5. TAKE ADVANTAGE OF REWARDS PROGRAMS- You don’t have a Reasor’s Rewards Card yet? Did I mention I have paid $0.86 per gallon of gas at QuickTrip just by swiping my Reasor’s rewards card before paying for my groceries and prescriptions. No worries, they won’t sell your information or hound you with emails or phone calls.
6. INCLUDE MORE PLANT BASED PROTEINS – I’m not saying cut out all of your meat based protein – unless that’s your thing…. I am just talking about cutting back on HOW MUCH meat you are cooking/consuming. An appropriate portion size is 4 oz. or the size of a deck of cards. Stick to the correct portion size or even pass on the meat at one meal and try cost effective nutrient dense protein alternatives like lentils, beans, and seeds instead. You could even try out Meatless Monday for size. Some of my favorites are 3 bean chili and sweet potato & black bean tacos! Thank ya Love and Lemons
7. REDUCE WASTE – I only cook for myself and husband alike to many households. Cooking for two or ten can be challenging – this is why it is important to know how much to buy and cook for your family size by resizing a recipe to fit your needs. Often times, I cut recipes in half or make the entire recipe and freeze half for a quick meal another night. Do you have trouble using fresh produce before it spoils? – try frozen or canned (or 2 quick trips to the grocery store for those perishables)! Even for bagged salad mixes I try to plan 2 meals out of 1 bag to get the most use and the least amount of waste possible!

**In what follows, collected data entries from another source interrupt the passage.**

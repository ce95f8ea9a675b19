//! Widgets
//!
//! - **types**: `WidgetConfig`, `SelectedField`, `WidgetData`, `DisplayMode`
//! - **store**: ordered widget collection with its mutation operations
//! - **history**: bounded chart samples per widget
//! - **render**: terminal rendering per display mode
//! - **error**: validation and store errors
//!
//! # Lifecycle
//!
//! ```text
//! add ──► WidgetData { last_data: None }
//!           │ refresh (every refresh_interval seconds)
//!           ▼
//!         last_data / last_updated replaced, history sample appended
//!           │ remove
//!           ▼
//!         gone (timer cancelled, history discarded)
//! ```

pub mod error;
pub mod history;
pub mod render;
pub mod store;
pub mod types;

pub use error::{ConfigValidationError, StoreError, StoreResult};
pub use history::{History, HistorySample, HISTORY_CAPACITY};
pub use render::{render_widget, sparkline};
pub use store::{SnapshotEntry, StoreSnapshot, WidgetStore};
pub use types::{
    default_label, new_widget_id, DisplayMode, SelectedField, WidgetConfig, WidgetData,
    DEFAULT_REFRESH_INTERVAL_SECS, MIN_REFRESH_INTERVAL_SECS,
};
//! Dashboard Persistence
//!
//! Explicit save/load of the widget collection under a single namespace key.
//!
//! - **backend**: the `KeyValueBackend` trait and an in-memory backend
//! - **file**: one JSON file per key
//! - **sqlite**: a `kv` table in `finboard.db`
//!
//! # Stored document
//!
//! ```text
//! {"widgets": [{"id": "...", "config": {"name": ..., "apiUrl": ..., ...}}]}
//! ```
//!
//! There is no schema version; missing config fields fall back to defaults
//! on load. Fetched documents, timestamps, and loading flags are never
//! stored.

pub mod backend;
pub mod error;
pub mod file;
pub mod sqlite;

pub use backend::{KeyValueBackend, MemoryBackend};
pub use error::{PersistError, PersistResult};
pub use file::FileBackend;
pub use sqlite::SqliteBackend;

use crate::config::{StorageBackend, StorageConfig};
use crate::widget::{StoreSnapshot, WidgetStore};
use std::path::Path;

/// Default namespace key for the widget collection
pub const DEFAULT_STATE_KEY: &str = "finboard-storage";

/// Serializes the widget store to a backend and back
pub struct Persistence {
    backend: Box<dyn KeyValueBackend>,
    key: String,
}

impl Persistence {
    /// Wrap a backend, storing state under `key`
    pub fn new(backend: Box<dyn KeyValueBackend>, key: impl Into<String>) -> Self {
        Self {
            backend,
            key: key.into(),
        }
    }

    /// Open the backend selected by configuration
    pub fn open(config: &StorageConfig) -> PersistResult<Self> {
        let data_dir = Path::new(&config.data_dir);
        let backend: Box<dyn KeyValueBackend> = match config.backend {
            StorageBackend::File => Box::new(FileBackend::new(data_dir)),
            StorageBackend::Sqlite => Box::new(SqliteBackend::open(data_dir)?),
            StorageBackend::Memory => Box::new(MemoryBackend::new()),
        };

        tracing::debug!(
            backend = backend.name(),
            data_dir = %config.data_dir,
            key = %config.key,
            "Opened state backend"
        );

        Ok(Self::new(backend, config.key.clone()))
    }

    /// In-memory persistence, nothing survives the process
    pub fn in_memory() -> Self {
        Self::new(Box::new(MemoryBackend::new()), DEFAULT_STATE_KEY)
    }

    pub fn key(&self) -> &str {
        &self.key
    }

    /// Load the widget collection; an absent key yields an empty store
    pub fn load(&self) -> PersistResult<WidgetStore> {
        let Some(content) = self.backend.get(&self.key)? else {
            tracing::debug!(key = %self.key, "No saved dashboard, starting empty");
            return Ok(WidgetStore::new());
        };

        let snapshot: StoreSnapshot = serde_json::from_str(&content)?;
        let store = WidgetStore::from_snapshot(snapshot);

        tracing::info!(widgets = store.len(), "Loaded dashboard");
        Ok(store)
    }

    /// Save ids and configs of every widget
    pub fn save(&self, store: &WidgetStore) -> PersistResult<()> {
        let encoded = serde_json::to_string(&store.snapshot())?;
        self.backend.set(&self.key, &encoded)?;

        tracing::debug!(widgets = store.len(), "Saved dashboard");
        Ok(())
    }

    /// Remove the saved dashboard
    pub fn clear(&self) -> PersistResult<()> {
        self.backend.remove(&self.key)
    }
}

8. FOCUS ON THE NUTRITIONAL BANG FOR YOUR BUCK – So, I’ll admit some of those healthier items can be more expensive – but what are you getting out of it nutritionally? I personally love to munch on pistachios to keep me full between meals. Pistachios can get a little pricey but it doesn’t take much to to fill me up and I’m left feeling satisfied until my next meal. Compared to some other snacks that I might need more of or end up feeling hangry in just a couple hours, I consider these foods calorie dense and nutrient empty. Moral of the story, Less is more when it comes to nutrient dense foods!

Heather Steele, RD/LD is a Registered Dietitian and loves to garden, cook, and ride her bike! Heather offices out of the Reasor’s off 71st & Lynn Lane and also covers the 101st & Elm location for all of your food & nutrition needs.
Information included does not constitute medical advice and should only be used as a general recommendation for a healthy, balanced diet and lifestyle. Reasor’s Registered Dietitians’ opinions and recommendations are their own; they are not paid to endorse any products or services.